As a young doctor in Vienna, Ignasz Semmelweis observed that the habit of washing hands by the medical staff significantly decreased the mortality rate of women giving birth in the Vienna hospital. Since bacteria would be discovered by Louis Pasteur only decades later, he was unable to scientifically explain his findings and as a result was scorned by the established medical community. Instead of eternal fame, his standing amongst his peers literally washed away. He spent the last weeks of his tragic life in a mental hospital, driven mad by his inability to instill simple medical habits to save many lives. Instead of a towering giant of human ingenuity and advancement, he became an ignominious footnote in the history books.
The Semmelweis Reflex
The Semmelweis Reflex is a metaphor for the rejection of new knowledge because it contradicts existing norms, beliefs, or paradigms. It’s a form of mental myopia that can spell doom, even for the most successful organizations. Take, for instance, one of the paradigms of the financial industry. The dominant idea for success in the stock market has always been the ability to pick the right stocks and time the market. This explains the popularity of hedge funds, CNBC and celebrity mutual fund managers.
What if picking the right stocks and timing the market is governed much more by luck than skill? It would mean that investing success is driven by simply buying and holding a diversified indexed stock portfolio for a long time. Case in point: Fidelity’s recent research on stock investment success says that stock management is the biggest cause of stock investing underperformance. They actually found that people who had forgotten they had opened a stock investment account in the past, did second best. Those who had opened an investment account and didn’t touch it because they had died, did the best….
Pre-Mortem
What can leaders do to balance healthy skepticism to wild claims on the one hand and the Semmelweis reflex on the other hand? While it’s hard to recognize our own inaccurate thinking, we can easily spot this flaw in others.

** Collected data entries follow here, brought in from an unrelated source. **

//! Desktop notifications via freedesktop D-Bus.

use crate::input::state::{Notice, NoticeKind};
use std::collections::HashMap;
use zbus::{Connection, proxy};

const APP_NAME: &str = "Sketchboard";
const EXPIRE_TIMEOUT_MS: i32 = 4000;

/// D-Bus interface for freedesktop Notifications.
#[proxy(
    interface = "org.freedesktop.Notifications",
    default_service = "org.freedesktop.Notifications",
    default_path = "/org/freedesktop/Notifications"
)]
trait Notifications {
    /// Send a notification.
    ///
    /// # Arguments
    /// * `app_name` - Application name
    /// * `replaces_id` - ID of notification to replace (0 for new)
    /// * `app_icon` - Icon name or path
    /// * `summary` - Notification title
    /// * `body` - Notification body text
    /// * `actions` - List of action identifiers and labels
    /// * `hints` - Additional metadata
    /// * `expire_timeout` - Timeout in milliseconds (-1 for default)
    ///
    /// # Returns
    /// Notification ID
    #[allow(clippy::too_many_arguments)]
    fn notify(
        &self,
        app_name: &str,
        replaces_id: u32,
        app_icon: &str,
        summary: &str,
        body: &str,
        actions: Vec<&str>,
        hints: HashMap<&str, zbus::zvariant::Value<'_>>,
        expire_timeout: i32,
    ) -> zbus::Result<u32>;
}

/// Icon name matching the severity of a notice.
pub fn icon_for(kind: NoticeKind) -> &'static str {
    match kind {
        NoticeKind::Info => "document-save",
        NoticeKind::Error => "dialog-error",
    }
}

/// Send a desktop notification.
pub async fn send_notification(summary: &str, body: &str, icon: &str) -> Result<(), String> {
    let connection = Connection::session()
        .await
        .map_err(|e| format!("Failed to connect to session bus: {}", e))?;

    let proxy = NotificationsProxy::new(&connection)
        .await
        .map_err(|e| format!("Failed to create notifications proxy: {}", e))?;

    proxy
        .notify(
            APP_NAME,
            0,
            icon,
            summary,
            body,
            vec![],
            HashMap::new(),
            EXPIRE_TIMEOUT_MS,
        )
        .await
        .map_err(|e| format!("Failed to send notification: {}", e))?;

    Ok(())
}

/// Posts a notice in the background on the given runtime.
///
/// Failures are logged and otherwise ignored; the in-window notice has
/// already been shown.
pub fn send_notice_async(runtime_handle: &tokio::runtime::Handle, notice: Notice) {
    runtime_handle.spawn(async move {
        let icon = icon_for(notice.kind);
        if let Err(e) = send_notification(&notice.title, &notice.message, icon).await {
            log::warn!("Failed to send notification: {}", e);
        }
    });
}

#[cfg(test)]
mod tests {
    use super::*;

    #[test]
    fn error_notices_use_error_icon() {
        assert_eq!(icon_for(NoticeKind::Info), "document-save");
        assert_eq!(icon_for(NoticeKind::Error), "dialog-error");
    }
}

One of the most powerful ways to combat fatal thinking fallacies is therefore to invite the perspective from others by conducting a pre-mortem to determine causes of failure up front. Failure often occurs because of what we think we know that simply isn’t true. These flawed thoughts are known as assumptions, and they often cause new strategies and great companies to crash and burn. Conducting a pre-mortem will help you avoid falling in this trap. A pre-mortem is the opposite of a strategy post-mortem.
A post-mortem identifies mistakes after a strategy has failed. In a pre-mortem, however, you identify the major causes of failure in a creative way before the new strategy is implemented by imagining the strategy has already failed. This exercise enables you to anticipate roadblocks beforehand and significantly increase the success rate of your endeavor.
Steps to conduct a Pre-Mortem
Here is how I usually run a quick pre-mortem team exercise to overcome mental myopia in strategy setting:
- Imagine five years in the future. Your strategy has failed so miserably that you’ve been asked for an interview by the Harvard Business Review to talk about the reasons for your spectacular failure.
- The participants divide into small subgroups to discuss what would be said in this interview.
- All subgroups then report on their insights. The total feedback will give a clear picture of the main business risks. Steps to mitigate these risks can then be incorporated into the strategy from the start.
If you conduct a pre-mortem with a group of external subject experts, you will also quickly identify not only the main risks, but also the hidden opportunities. This knowledge will often be a great eye opener and will be invaluable to almost guarantee success.